The apparent political muscle of white working-class voters in the United States has been further validated by the rise of the radical right across Europe, and especially by the surprising victory of the Brexit vote last summer and the formidable run that Marine Le Pen of the National Front made for the French presidency this spring. In both cases, it seemed that older white voters from declining industrial districts, many of whom had once voted for the Labour Party in Britain or the Socialists and Communists in France, moved to the right, venting their discontent at the consequences of globalization and immigration—a so-called populist wave, as many media outlets described it.

Scholars and writers haven’t been slow to sink their teeth, both descriptively and analytically, into this phenomenon. In fact, over the course of Trump’s campaign, a burst of new works of memoir, history, and sociology—-including J.D. Vance’s Hillbilly Elegy (2016), Nancy Isenberg’s White Trash (2016), Carol Anderson’s White Rage (2016), and Justin Gest’s The New Minority (2016)—appeared to have anticipated the emergence of the white working class as a significant political actor. Each of these books offers a different vantage point from which to view the discontent of white working-class people; taken together, they provide us with a look into the travails, anxieties, and developing rage of a constituency that is often depicted as helping to fuel this period of political reaction. With the exception of Gest’s book, they illustrate some of the limits that emerge when the phrase “white working class” is invoked and, as a result, remind us of the dangers of homogenizing white workers politically. They also serve as a reminder of just how little we still know about the moment we are in.

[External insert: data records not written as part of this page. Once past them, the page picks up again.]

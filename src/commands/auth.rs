// Auth Commands
// Login, logout and session status

use super::{CommandResult, Context, Output};
use crate::models::Authorization;
use serde_json::json;

/// Log in with Basic credentials, or exchange them for a JWT when `jwt` is set
pub async fn login(ctx: &Context, username: &str, password: &str, jwt: bool) -> CommandResult {
    if jwt {
        ctx.client.login_jwt(username, password).await?;
    } else {
        ctx.client.login(username, password).await?;
    }

    let method = if jwt { "token" } else { "basic auth" };
    Ok(Output::Text(format!(
        "Logged in to {} as {username} ({method})",
        ctx.client.base_url()
    )))
}

pub fn logout(ctx: &Context) -> CommandResult {
    ctx.client.logout()?;
    Ok(Output::Text("Logged out".to_string()))
}

/// Which credentials are stored and whether the Core accepts them
pub async fn status(ctx: &Context) -> CommandResult {
    let credentials = ctx.client.session().credentials()?;
    let method = match credentials.authorization() {
        Some(Authorization::Bearer(_)) => "bearer",
        Some(Authorization::Basic { .. }) => "basic",
        None => "none",
    };

    let valid = if method == "none" {
        false
    } else {
        ctx.client.validate_token().await
    };

    Ok(Output::Json(json!({
        "baseUrl": ctx.client.base_url(),
        "username": credentials.auth_username,
        "authMethod": method,
        "valid": valid,
    })))
}
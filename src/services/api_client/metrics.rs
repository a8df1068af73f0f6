use reqwest::header::{HeaderValue, ACCEPT};
use reqwest::Method;
use serde_json::Value;

use super::*;

impl CoreClient {
    pub async fn metrics(&self) -> ApiResult<Value> {
        self.get_value("/v3/metrics").await
    }

    /// Metrics in the Prometheus text exposition format, returned untouched
    pub async fn prometheus_metrics(&self) -> ApiResult<String> {
        let request = self
            .request(Method::GET, "/metrics")
            .header(ACCEPT, HeaderValue::from_static("text/plain"));
        let response = self.send(request).await?;
        response
            .text()
            .await
            .map_err(|e| ApiError::Decode(e.to_string()))
    }
}
// Core Admin
// Client library for administering a datarhei Core

pub mod commands;
pub mod models;
pub mod services;
// Core Admin Models
// Data structures for the client

mod settings;
mod credentials;
mod stream_draft;
mod stream_target;
mod process_descriptor;
mod process;
mod metrics_history;

pub use settings::*;
pub use credentials::*;
pub use stream_draft::*;
pub use stream_target::*;
pub use process_descriptor::*;
pub use process::*;
pub use metrics_history::*;
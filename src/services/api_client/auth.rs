use reqwest::Method;
use serde::{Deserialize, Serialize};
use serde_json::Value;

use super::*;

/// JWT login request payload
#[derive(Debug, Serialize)]
struct LoginRequest<'a> {
    username: &'a str,
    password: &'a str,
}

/// JWT login response
#[derive(Debug, Deserialize)]
pub struct LoginResponse {
    #[serde(default)]
    pub access_token: Option<String>,
    #[serde(default)]
    pub refresh_token: Option<String>,
}

impl CoreClient {
    /// Verify username and password with Basic auth against `GET /v3`.
    /// On success both replace whatever was stored, including any token.
    pub async fn login(&self, username: &str, password: &str) -> ApiResult<Value> {
        let basic = Authorization::Basic {
            username: username.to_string(),
            password: password.to_string(),
        };

        let response = self.send_as(self.request(Method::GET, "/v3"), Some(basic)).await?;
        let about = read_value(response).await?;

        // A token from an earlier session would otherwise outrank these credentials
        self.session
            .store_credentials(&Credentials::basic(username, password))?;

        log::info!("Logged in to {} as {username}", self.base_url);
        Ok(about)
    }

    /// Exchange username and password for a JWT at `POST /v3/login`.
    /// A returned access token takes precedence over Basic credentials.
    pub async fn login_jwt(&self, username: &str, password: &str) -> ApiResult<LoginResponse> {
        let response = self
            .send(
                self.request(Method::POST, "/v3/login")
                    .json(&LoginRequest { username, password }),
            )
            .await?;

        let login: LoginResponse = response
            .json()
            .await
            .map_err(|e| ApiError::Decode(e.to_string()))?;

        if let Some(token) = login.access_token.as_deref().filter(|t| !t.is_empty()) {
            let mut credentials = self.session.credentials()?;
            credentials.auth_token = Some(token.to_string());
            self.session.store_credentials(&credentials)?;
            log::info!("Obtained access token for {username}");
        } else {
            log::warn!("Login for {username} returned no access token");
        }

        Ok(login)
    }

    /// Forget all stored credentials
    pub fn logout(&self) -> ApiResult<()> {
        self.session.clear()?;
        log::info!("Logged out of {}", self.base_url);
        Ok(())
    }

    /// Whether the stored credentials are accepted by the Core
    pub async fn validate_token(&self) -> bool {
        match self.send(self.request(Method::GET, "/v3")).await {
            Ok(_) => true,
            Err(e) => {
                log::debug!("Credential check failed: {e}");
                false
            }
        }
    }
}
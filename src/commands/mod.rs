// Core Admin Commands
// User-facing operations behind the command line

mod auth;
mod dashboard;
mod process;
mod stream;
mod system;

pub use auth::*;
pub use dashboard::*;
pub use process::*;
pub use stream::*;
pub use system::*;

use crate::models::ClientSettings;
use crate::services::{ApiError, CoreClient};
use serde_json::Value;
use std::path::PathBuf;
use thiserror::Error;

/// Everything a command needs to run
pub struct Context {
    pub client: CoreClient,
    pub settings: ClientSettings,
    pub log_dir: PathBuf,
}

/// What a command produces for the terminal
#[derive(Debug, Clone, PartialEq)]
pub enum Output {
    Json(Value),
    Text(String),
    None,
}

impl Output {
    pub fn render(&self) -> Option<String> {
        match self {
            Output::Json(value) => Some(
                serde_json::to_string_pretty(value).unwrap_or_else(|_| value.to_string()),
            ),
            Output::Text(text) => Some(text.clone()),
            Output::None => None,
        }
    }
}

#[derive(Debug, Error)]
pub enum CommandError {
    #[error(transparent)]
    Api(#[from] ApiError),
    #[error("{0}")]
    Input(String),
}

impl CommandError {
    pub fn user_message(&self) -> String {
        match self {
            CommandError::Api(e) => e.user_message(),
            CommandError::Input(message) => message.clone(),
        }
    }
}

pub type CommandResult = Result<Output, CommandError>;
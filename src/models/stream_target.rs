// OutputTarget Model
// Stream destination configuration

use serde::{Deserialize, Serialize};

/// Output protocol / muxer family
#[derive(Debug, Clone, Copy, PartialEq, Eq, Hash, Serialize, Deserialize)]
#[serde(rename_all = "lowercase")]
pub enum OutputType {
    /// HLS playlist written into a Core filesystem (web player)
    Hls,
    /// HLS written to disk storage, muxed the same way as `Hls`
    Disk,
    Rtmp,
    Srt,
    /// Any type this client does not know how to mux
    #[serde(other)]
    Unknown,
}

impl OutputType {
    pub fn as_str(&self) -> &'static str {
        match self {
            OutputType::Hls => "hls",
            OutputType::Disk => "disk",
            OutputType::Rtmp => "rtmp",
            OutputType::Srt => "srt",
            OutputType::Unknown => "unknown",
        }
    }

    /// Whether this type writes segments to a filesystem path rather than a URL
    pub fn is_file_based(&self) -> bool {
        matches!(self, OutputType::Hls | OutputType::Disk)
    }
}

/// Supported streaming platforms
#[derive(Debug, Clone, Copy, PartialEq, Eq, Hash, Serialize, Deserialize, Default)]
#[serde(rename_all = "lowercase")]
pub enum Platform {
    Youtube,
    Twitch,
    Facebook,
    #[default]
    Custom,
}

impl Platform {
    pub const ALL: [Platform; 4] = [
        Platform::Youtube,
        Platform::Twitch,
        Platform::Facebook,
        Platform::Custom,
    ];

    pub fn as_str(&self) -> &'static str {
        match self {
            Platform::Youtube => "youtube",
            Platform::Twitch => "twitch",
            Platform::Facebook => "facebook",
            Platform::Custom => "custom",
        }
    }
}

/// A single destination the process writes to.
///
/// File-based types (`hls`, `disk`) use `path`; network types use `url`.
#[derive(Debug, Clone, PartialEq, Serialize, Deserialize)]
#[serde(rename_all = "camelCase")]
pub struct OutputTarget {
    #[serde(rename = "type")]
    pub output_type: OutputType,

    /// Platform for UI display and stream key redaction
    #[serde(default, skip_serializing_if = "Option::is_none")]
    pub platform: Option<Platform>,

    /// Destination URL (rtmp, srt, custom servers)
    #[serde(default, skip_serializing_if = "Option::is_none")]
    pub url: Option<String>,

    /// Filesystem path (hls, disk), e.g. "/memfs/my_stream"
    #[serde(default, skip_serializing_if = "Option::is_none")]
    pub path: Option<String>,
}

impl OutputTarget {
    /// HLS output writing into `path`
    pub fn hls(path: impl Into<String>) -> Self {
        Self {
            output_type: OutputType::Hls,
            platform: None,
            url: None,
            path: Some(path.into()),
        }
    }

    /// Network output (rtmp/srt) pushing to `url`
    pub fn network(output_type: OutputType, platform: Platform, url: impl Into<String>) -> Self {
        Self {
            output_type,
            platform: Some(platform),
            url: Some(url.into()),
            path: None,
        }
    }

    /// The meaningful address for this output's type, if set and non-empty
    pub fn address(&self) -> Option<&str> {
        let value = if self.output_type.is_file_based() {
            self.path.as_deref()
        } else {
            self.url.as_deref()
        };
        value.filter(|v| !v.trim().is_empty())
    }
}
// Settings Model
// Client-wide configuration

use serde::{Deserialize, Serialize};
use std::time::Duration;

fn default_base_url() -> String {
    "http://127.0.0.1:8080/api".to_string()
}

fn default_request_timeout_secs() -> u64 {
    30
}

fn default_login_route() -> String {
    "/login".to_string()
}

fn default_ingest_host() -> String {
    "localhost".to_string()
}

fn default_srt_port() -> u16 {
    6000
}

fn default_log_retention_days() -> u32 {
    30
}

fn default_poll_interval_secs() -> u64 {
    5
}

fn default_metrics_history_length() -> usize {
    60
}

/// Client settings
#[derive(Debug, Clone, PartialEq, Eq, Serialize, Deserialize)]
#[serde(rename_all = "camelCase")]
pub struct ClientSettings {
    // Remote Core
    /// REST base including the `/api` prefix
    #[serde(default = "default_base_url")]
    pub base_url: String,
    /// Applied uniformly to every request
    #[serde(default = "default_request_timeout_secs")]
    pub request_timeout_secs: u64,
    /// Where the session listener sends the user after a 401
    #[serde(default = "default_login_route")]
    pub login_route: String,

    // Ingest addresses shown for rtmp/srt inputs
    #[serde(default = "default_ingest_host")]
    pub ingest_host: String,
    #[serde(default = "default_srt_port")]
    pub srt_port: u16,

    // Log retention
    #[serde(default = "default_log_retention_days")]
    pub log_retention_days: u32,

    // Dashboard polling
    #[serde(default = "default_poll_interval_secs")]
    pub poll_interval_secs: u64,
    #[serde(default = "default_metrics_history_length")]
    pub metrics_history_length: usize,
}

impl Default for ClientSettings {
    fn default() -> Self {
        Self {
            base_url: default_base_url(),
            request_timeout_secs: default_request_timeout_secs(),
            login_route: default_login_route(),
            ingest_host: default_ingest_host(),
            srt_port: default_srt_port(),
            log_retention_days: default_log_retention_days(),
            poll_interval_secs: default_poll_interval_secs(),
            metrics_history_length: default_metrics_history_length(),
        }
    }
}

impl ClientSettings {
    pub fn request_timeout(&self) -> Duration {
        Duration::from_secs(self.request_timeout_secs.max(1))
    }

    pub fn poll_interval(&self) -> Duration {
        Duration::from_secs(self.poll_interval_secs.max(1))
    }
}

None of the books has received more attention or commanded a larger audience than Vance’s Hillbilly Elegy, a memoir about growing up and finding a way out of the dysfunctional family and community life created by deindustrialization in America. At the ripe age of 31, having just earned a law degree at Yale, Vance decided to write a book to help people understand, in very human terms, what happens when “the industrial economy goes south.”

Vance was born and raised in Middletown, Ohio, a once-thriving steel town on the I-75 corridor between Dayton and Cincinnati, but his family roots are in eastern Jackson, Kentucky, a coal-mining district that his grandparents left in the 1940s. Indeed, as Vance tells it, the cultural arc connecting the two worlds—what he both proudly and disdainfully calls “hillbilly”—was and remains central to his own sense of identity.

Vance recognizes that his family’s history resembles that of thousands of other whites and blacks who left the South during and after the Second World War. But he is mostly interested in relating a morality tale: how proud, hardworking folk can lose their way and descend into a miasma of depression, substance abuse, and hopelessness when the familiar means of earning a living evaporate—and how the loving and resilient among them can come to the rescue.

Hillbilly Elegy has, in fact, the feel of a college or professional-school application essay, one that simultaneously acknowledges the helping hands that Vance was offered and trades in the very caricatures that readers might expect to find. Although Vance contrasts the white working-class world of his grandparents, in which old-fashioned values like hard work, faith, and self-reliance ruled, with that of his mother, in which consumerism, anger, isolation, addiction, and distrust now do, we see very little of the former and plenty of the latter.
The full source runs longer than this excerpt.